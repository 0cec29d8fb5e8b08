//!
//! Replays keystrokes against a few formatted inputs and prints
//! every intermediate state. The caret is shown as `|`.
//!
//! Run with a trace as arguments, e.g.
//! `cargo run --example replay -- "put 1234" "move -2" bs`.
//! The debug log goes to `replay.log`.
//!

use rat_reformat::emulator::{InputCommand, InputEmulator};
use rat_reformat::formats::{FixedPoint, Grouping, Template};
use rat_reformat::{CharRule, Condition, DeleteMode, Reformat};
use std::fs;
use std::path::PathBuf;

fn main() -> Result<(), anyhow::Error> {
    setup_logging()?;

    let args: Vec<String> = std::env::args().skip(1).collect();
    let trace = if args.is_empty() {
        vec![
            "put 1".to_string(),
            "put 46".into(),
            "move -2".into(),
            "put 23".into(),
            "move 1".into(),
            "bs".into(),
            "del".into(),
            "put x".into(),
        ]
    } else {
        args
    };
    let commands = trace
        .iter()
        .map(|v| parse(v))
        .collect::<Result<Vec<_>, _>>()?;

    let inputs = [
        ("grouping", Reformat::new(Grouping::default())),
        (
            "grouping/step-over",
            Reformat::new(Grouping::default()).delete_mode(DeleteMode::StepOver),
        ),
        (
            "currency",
            Reformat::new(Grouping::new('’').fraction('.', 2)).accept(CharRule::digits_and(".")),
        ),
        ("fixed-point", Reformat::new(FixedPoint::default())),
        (
            "phone",
            Reformat::new(Template::new("(###) ###-####"))
                .mask(Condition::when(|s| s.len() < 14))
                .jump_template(true),
        ),
    ];

    for (name, fmt) in inputs {
        println!("{}", name);
        let mut input = InputEmulator::new(fmt);
        for (cmd, text) in commands.iter().zip(trace.iter()) {
            let outcome = input.exec(cmd.clone())?;
            println!("    {:<12} {:<20} {:?}", text, input.render(), outcome);
        }
    }

    Ok(())
}

fn parse(cmd: &str) -> Result<InputCommand, anyhow::Error> {
    Ok(match cmd.split_once(' ') {
        Some(("put", s)) => InputCommand::Put(s.to_string()),
        Some(("move", n)) => InputCommand::MoveCaret(n.parse()?),
        None if cmd == "bs" => InputCommand::Backspace,
        None if cmd == "del" => InputCommand::Delete,
        _ => anyhow::bail!("unknown command {:?}", cmd),
    })
}

fn setup_logging() -> Result<(), anyhow::Error> {
    let log = PathBuf::from("replay.log");
    if log.exists() {
        fs::remove_file(&log)?;
    }
    fern::Dispatch::new()
        .format(|out, message, _record| out.finish(format_args!("{}", message)))
        .level(log::LevelFilter::Debug)
        .chain(fern::log_file(&log)?)
        .apply()?;
    Ok(())
}
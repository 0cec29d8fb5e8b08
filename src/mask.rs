//!
//! Mask policy.
//!
//! A formatter may emit template chars ahead of the input, e.g. the
//! closing `) ` of a phone number after the third digit. With the mask
//! active these trailing chars are cut until enough significant input
//! exists to reach them.
//!

use crate::TextState;
use crate::filter::CharFilter;
use crate::upos_type;
use std::fmt;
use std::fmt::{Debug, Formatter};
use std::sync::Arc;

/// A flag that is either fixed or evaluated for each edit.
#[derive(Clone, Default)]
pub enum Condition {
    Always,
    #[default]
    Never,
    /// Evaluated against a state on every edit. Not cached.
    When(Arc<dyn Fn(&TextState) -> bool + Send + Sync>),
}

impl Debug for Condition {
    fn fmt(&self, f: &mut Formatter<'_>) -> fmt::Result {
        match self {
            Condition::Always => write!(f, "Always"),
            Condition::Never => write!(f, "Never"),
            Condition::When(_) => write!(f, "When(..)"),
        }
    }
}

impl From<bool> for Condition {
    fn from(value: bool) -> Self {
        if value {
            Condition::Always
        } else {
            Condition::Never
        }
    }
}

impl Condition {
    /// Condition from a predicate.
    pub fn when(f: impl Fn(&TextState) -> bool + Send + Sync + 'static) -> Self {
        Condition::When(Arc::new(f))
    }

    /// Evaluate for this state.
    #[inline]
    pub fn eval(&self, state: &TextState) -> bool {
        match self {
            Condition::Always => true,
            Condition::Never => false,
            Condition::When(f) => f(state),
        }
    }
}

/// Cuts the display text after the n-th significant char.
///
/// Returns the text unchanged if it has fewer significant chars.
pub fn trim_template(filter: &CharFilter, display: &str, n: upos_type) -> String {
    filter.prefix_with(display, n).to_string()
}
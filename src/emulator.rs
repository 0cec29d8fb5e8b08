//!
//! Emulates a plain single-line text input as host.
//!
//! Each command is applied to the displayed text the way an
//! unformatted input would do it, the result is then reported to the
//! [ReformatState] as an edit. Good for replaying keystroke traces.
//!
//! ```
//! use rat_reformat::emulator::{InputCommand, InputEmulator};
//! use rat_reformat::formats::Grouping;
//! use rat_reformat::Reformat;
//!
//! let mut input = InputEmulator::new(Reformat::new(Grouping::default()));
//! input.exec(InputCommand::Put("1234".into())).expect("edit");
//! assert_eq!(input.render(), "1,234|");
//! input.exec(InputCommand::MoveCaret(-4)).expect("edit");
//! input.exec(InputCommand::Put("9".into())).expect("edit");
//! assert_eq!(input.render(), "19|,234");
//! ```
//!

use crate::input_state::{EditOutcome, ReformatState};
use crate::reconcile::Reformat;
use crate::{ReformatError, chars};

/// One user action.
#[derive(Debug, Clone, PartialEq, Eq)]
pub enum InputCommand {
    /// Type or paste the text at the caret.
    Put(String),
    /// Remove the char before the caret.
    Backspace,
    /// Remove the char after the caret.
    Delete,
    /// Move the caret, clamped to the text.
    MoveCaret(i32),
}

/// Host emulation around a [ReformatState].
#[derive(Debug, Clone)]
pub struct InputEmulator {
    pub state: ReformatState,
}

impl InputEmulator {
    pub fn new(format: Reformat) -> Self {
        Self {
            state: ReformatState::new(format),
        }
    }

    pub fn with_value(format: Reformat, raw: &str) -> Self {
        Self {
            state: ReformatState::with_value(format, raw),
        }
    }

    /// Current text with a `|` at the caret.
    pub fn render(&self) -> String {
        self.state.state().render()
    }

    /// Apply one command.
    pub fn exec(&mut self, cmd: InputCommand) -> Result<EditOutcome, ReformatError> {
        let text = self.state.text();
        let caret = self.state.caret();
        match cmd {
            InputCommand::Put(s) => {
                let raw = chars::insert_at(text, caret, &s);
                let raw_caret = caret + chars::len(&s);
                self.state.handle_edit(&raw, raw_caret)
            }
            InputCommand::Backspace => {
                if caret == 0 {
                    return Ok(EditOutcome::Unchanged);
                }
                let raw = chars::remove_at(text, caret - 1);
                self.state.handle_edit(&raw, caret - 1)
            }
            InputCommand::Delete => {
                if caret >= self.state.len() {
                    return Ok(EditOutcome::Unchanged);
                }
                let raw = chars::remove_at(text, caret);
                self.state.handle_edit(&raw, caret)
            }
            InputCommand::MoveCaret(delta) => Ok(self.state.move_caret(delta)),
        }
    }

    /// Type the text.
    pub fn put(&mut self, s: &str) -> Result<EditOutcome, ReformatError> {
        self.exec(InputCommand::Put(s.to_string()))
    }

    pub fn backspace(&mut self) -> Result<EditOutcome, ReformatError> {
        self.exec(InputCommand::Backspace)
    }

    pub fn delete(&mut self) -> Result<EditOutcome, ReformatError> {
        self.exec(InputCommand::Delete)
    }

    pub fn move_caret(&mut self, delta: i32) -> Result<EditOutcome, ReformatError> {
        self.exec(InputCommand::MoveCaret(delta))
    }
}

◇ ◇ ◇ ◇ ◇

What is needed is an exact copy of the lines above, from the one containing "let caret = self.state.caret();" through the one containing "Type the text.", with nothing added.

Solution for this problem -
        let caret = self.state.caret();
        match cmd {
            InputCommand::Put(s) => {
                let raw = chars::insert_at(text, caret, &s);
                let raw_caret = caret + chars::len(&s);
                self.state.handle_edit(&raw, raw_caret)
            }
            InputCommand::Backspace => {
                if caret == 0 {
                    return Ok(EditOutcome::Unchanged);
                }
                let raw = chars::remove_at(text, caret - 1);
                self.state.handle_edit(&raw, caret - 1)
            }
            InputCommand::Delete => {
                if caret >= self.state.len() {
                    return Ok(EditOutcome::Unchanged);
                }
                let raw = chars::remove_at(text, caret);
                self.state.handle_edit(&raw, caret)
            }
            InputCommand::MoveCaret(delta) => Ok(self.state.move_caret(delta)),
        }
    }

    /// Type the text.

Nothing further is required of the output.